### PROBLEM DETAILS
Take the records below and retype them line by line, from the first line through the one containing "Immutable after construction;"; stop there.

══ PROVIDED RECORDS ══

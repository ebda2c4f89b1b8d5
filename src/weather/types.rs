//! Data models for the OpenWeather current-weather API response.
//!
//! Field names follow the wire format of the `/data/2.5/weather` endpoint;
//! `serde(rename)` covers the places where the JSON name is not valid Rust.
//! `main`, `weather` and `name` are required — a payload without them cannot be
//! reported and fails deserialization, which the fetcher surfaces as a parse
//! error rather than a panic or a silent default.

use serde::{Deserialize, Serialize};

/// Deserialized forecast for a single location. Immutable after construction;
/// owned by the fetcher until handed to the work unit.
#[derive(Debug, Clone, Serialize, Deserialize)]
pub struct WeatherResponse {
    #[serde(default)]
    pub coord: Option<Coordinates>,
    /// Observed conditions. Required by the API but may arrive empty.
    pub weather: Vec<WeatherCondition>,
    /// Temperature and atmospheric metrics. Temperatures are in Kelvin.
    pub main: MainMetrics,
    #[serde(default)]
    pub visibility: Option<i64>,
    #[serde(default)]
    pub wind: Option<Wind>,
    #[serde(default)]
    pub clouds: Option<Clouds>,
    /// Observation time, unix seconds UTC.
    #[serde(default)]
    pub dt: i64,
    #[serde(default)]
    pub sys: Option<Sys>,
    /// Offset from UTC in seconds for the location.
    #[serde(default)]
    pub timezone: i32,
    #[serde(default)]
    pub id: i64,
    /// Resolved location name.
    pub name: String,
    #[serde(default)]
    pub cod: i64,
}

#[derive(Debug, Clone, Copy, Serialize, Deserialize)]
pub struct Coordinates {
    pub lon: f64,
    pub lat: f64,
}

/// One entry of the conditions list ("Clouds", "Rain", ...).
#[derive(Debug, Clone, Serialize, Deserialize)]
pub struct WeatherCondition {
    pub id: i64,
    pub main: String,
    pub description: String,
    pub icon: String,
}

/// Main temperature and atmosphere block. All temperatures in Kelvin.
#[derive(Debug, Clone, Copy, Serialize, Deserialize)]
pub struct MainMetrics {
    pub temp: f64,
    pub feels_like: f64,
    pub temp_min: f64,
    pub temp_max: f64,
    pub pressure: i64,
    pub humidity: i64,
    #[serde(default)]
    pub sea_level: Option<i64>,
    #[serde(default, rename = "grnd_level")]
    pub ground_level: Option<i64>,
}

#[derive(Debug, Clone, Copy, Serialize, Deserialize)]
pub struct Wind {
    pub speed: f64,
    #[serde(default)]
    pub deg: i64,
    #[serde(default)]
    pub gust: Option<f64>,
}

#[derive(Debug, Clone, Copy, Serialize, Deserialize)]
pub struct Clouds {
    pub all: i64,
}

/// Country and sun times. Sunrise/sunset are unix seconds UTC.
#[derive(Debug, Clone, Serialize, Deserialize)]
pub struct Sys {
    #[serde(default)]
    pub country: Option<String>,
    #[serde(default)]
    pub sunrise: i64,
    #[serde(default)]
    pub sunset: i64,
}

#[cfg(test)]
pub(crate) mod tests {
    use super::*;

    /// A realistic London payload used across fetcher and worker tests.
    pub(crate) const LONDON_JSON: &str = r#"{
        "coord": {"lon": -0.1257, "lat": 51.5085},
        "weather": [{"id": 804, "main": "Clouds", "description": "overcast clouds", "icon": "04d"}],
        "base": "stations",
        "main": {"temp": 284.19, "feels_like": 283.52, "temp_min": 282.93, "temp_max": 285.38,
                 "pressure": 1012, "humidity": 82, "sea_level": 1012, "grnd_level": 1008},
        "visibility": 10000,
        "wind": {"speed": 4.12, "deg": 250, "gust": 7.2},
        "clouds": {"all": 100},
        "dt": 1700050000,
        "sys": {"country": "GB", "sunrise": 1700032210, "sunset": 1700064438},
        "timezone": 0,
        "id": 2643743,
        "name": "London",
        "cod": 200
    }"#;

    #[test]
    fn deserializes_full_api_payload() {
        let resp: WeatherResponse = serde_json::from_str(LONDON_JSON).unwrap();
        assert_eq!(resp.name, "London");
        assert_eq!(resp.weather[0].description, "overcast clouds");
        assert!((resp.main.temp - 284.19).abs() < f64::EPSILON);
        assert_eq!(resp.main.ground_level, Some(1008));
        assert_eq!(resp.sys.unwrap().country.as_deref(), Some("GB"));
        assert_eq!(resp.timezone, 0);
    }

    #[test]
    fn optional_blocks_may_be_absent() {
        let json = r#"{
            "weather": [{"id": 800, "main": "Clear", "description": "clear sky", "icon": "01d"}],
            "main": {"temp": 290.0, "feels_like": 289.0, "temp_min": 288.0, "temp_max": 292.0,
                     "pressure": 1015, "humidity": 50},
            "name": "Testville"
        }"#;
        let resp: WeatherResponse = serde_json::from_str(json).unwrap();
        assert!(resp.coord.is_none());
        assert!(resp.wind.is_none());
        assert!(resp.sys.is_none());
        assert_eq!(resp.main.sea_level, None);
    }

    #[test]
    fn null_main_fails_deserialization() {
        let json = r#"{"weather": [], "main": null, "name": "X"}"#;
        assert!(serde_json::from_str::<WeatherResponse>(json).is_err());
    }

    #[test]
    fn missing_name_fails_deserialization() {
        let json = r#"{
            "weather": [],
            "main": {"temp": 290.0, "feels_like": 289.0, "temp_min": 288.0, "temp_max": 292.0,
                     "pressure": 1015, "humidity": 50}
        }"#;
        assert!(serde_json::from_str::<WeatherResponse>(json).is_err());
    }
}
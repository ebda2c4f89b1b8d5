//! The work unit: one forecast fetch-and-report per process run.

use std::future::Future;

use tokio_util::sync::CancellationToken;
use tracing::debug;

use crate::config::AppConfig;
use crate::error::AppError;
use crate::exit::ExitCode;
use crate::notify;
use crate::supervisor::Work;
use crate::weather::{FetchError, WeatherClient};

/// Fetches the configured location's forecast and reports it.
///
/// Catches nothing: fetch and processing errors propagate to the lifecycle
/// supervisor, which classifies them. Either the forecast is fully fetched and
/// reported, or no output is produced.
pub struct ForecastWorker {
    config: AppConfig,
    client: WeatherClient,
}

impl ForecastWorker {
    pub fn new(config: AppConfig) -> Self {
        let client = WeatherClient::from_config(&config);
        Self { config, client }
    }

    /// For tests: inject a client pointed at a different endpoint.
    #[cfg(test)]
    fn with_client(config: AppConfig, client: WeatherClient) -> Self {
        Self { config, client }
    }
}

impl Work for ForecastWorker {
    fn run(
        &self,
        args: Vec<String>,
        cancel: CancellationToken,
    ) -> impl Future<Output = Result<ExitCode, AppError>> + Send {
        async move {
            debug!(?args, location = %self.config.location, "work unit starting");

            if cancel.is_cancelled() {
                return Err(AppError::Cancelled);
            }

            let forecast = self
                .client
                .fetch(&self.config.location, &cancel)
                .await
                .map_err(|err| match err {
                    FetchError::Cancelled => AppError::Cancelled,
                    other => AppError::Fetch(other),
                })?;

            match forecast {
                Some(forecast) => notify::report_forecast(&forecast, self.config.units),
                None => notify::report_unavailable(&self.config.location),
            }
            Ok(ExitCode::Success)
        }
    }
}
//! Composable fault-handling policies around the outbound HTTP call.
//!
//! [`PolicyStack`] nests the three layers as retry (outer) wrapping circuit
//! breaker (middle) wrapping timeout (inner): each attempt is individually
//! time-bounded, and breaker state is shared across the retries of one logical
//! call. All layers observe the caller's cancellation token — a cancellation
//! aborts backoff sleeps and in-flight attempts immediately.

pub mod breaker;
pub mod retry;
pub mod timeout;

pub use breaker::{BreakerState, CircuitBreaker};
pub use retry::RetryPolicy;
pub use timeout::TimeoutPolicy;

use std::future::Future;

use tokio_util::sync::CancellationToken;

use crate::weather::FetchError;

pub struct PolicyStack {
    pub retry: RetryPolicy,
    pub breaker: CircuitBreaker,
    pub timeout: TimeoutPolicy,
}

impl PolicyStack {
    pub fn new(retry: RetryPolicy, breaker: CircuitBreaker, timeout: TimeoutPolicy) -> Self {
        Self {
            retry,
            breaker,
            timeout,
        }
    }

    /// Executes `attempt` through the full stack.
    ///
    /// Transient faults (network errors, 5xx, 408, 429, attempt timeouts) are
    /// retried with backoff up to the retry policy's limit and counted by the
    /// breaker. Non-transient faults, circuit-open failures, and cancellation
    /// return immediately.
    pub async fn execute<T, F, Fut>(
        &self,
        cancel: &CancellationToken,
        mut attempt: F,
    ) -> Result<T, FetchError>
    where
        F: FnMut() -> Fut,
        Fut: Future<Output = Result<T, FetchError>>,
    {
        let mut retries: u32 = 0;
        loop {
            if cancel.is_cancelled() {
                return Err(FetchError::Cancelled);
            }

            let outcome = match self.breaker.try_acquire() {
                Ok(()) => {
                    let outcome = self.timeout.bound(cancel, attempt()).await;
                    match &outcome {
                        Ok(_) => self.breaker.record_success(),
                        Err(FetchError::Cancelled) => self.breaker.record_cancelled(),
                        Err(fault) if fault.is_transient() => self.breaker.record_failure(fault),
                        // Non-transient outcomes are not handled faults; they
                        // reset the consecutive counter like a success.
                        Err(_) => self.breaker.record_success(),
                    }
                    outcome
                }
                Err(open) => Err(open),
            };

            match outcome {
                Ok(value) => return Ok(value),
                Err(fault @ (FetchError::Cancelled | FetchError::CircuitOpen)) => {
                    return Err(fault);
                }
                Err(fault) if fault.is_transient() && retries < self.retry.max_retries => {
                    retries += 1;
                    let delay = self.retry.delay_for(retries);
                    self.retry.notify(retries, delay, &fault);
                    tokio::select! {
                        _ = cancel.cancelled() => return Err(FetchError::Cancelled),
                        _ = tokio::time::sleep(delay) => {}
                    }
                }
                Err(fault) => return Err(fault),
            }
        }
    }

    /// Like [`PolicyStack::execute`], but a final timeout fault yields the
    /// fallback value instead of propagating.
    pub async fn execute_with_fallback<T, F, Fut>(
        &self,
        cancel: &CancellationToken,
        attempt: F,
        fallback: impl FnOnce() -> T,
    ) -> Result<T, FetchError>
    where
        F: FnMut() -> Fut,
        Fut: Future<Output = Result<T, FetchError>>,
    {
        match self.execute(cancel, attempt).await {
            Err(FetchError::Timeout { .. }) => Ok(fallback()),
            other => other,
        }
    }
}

═══

### RESPONSE
repository ebda2c4f89b1b8d5
filename src/weather/types.rs
//! Data models for the OpenWeather current-weather API response.
//!
//! Field names follow the wire format of the `/data/2.5/weather` endpoint;
//! `serde(rename)` covers the places where the JSON name is not valid Rust.
//! `main`, `weather` and `name` are required — a payload without them cannot be
//! reported and fails deserialization, which the fetcher surfaces as a parse
//! error rather than a panic or a silent default.

use serde::{Deserialize, Serialize};

/// Deserialized forecast for a single location. Immutable after construction;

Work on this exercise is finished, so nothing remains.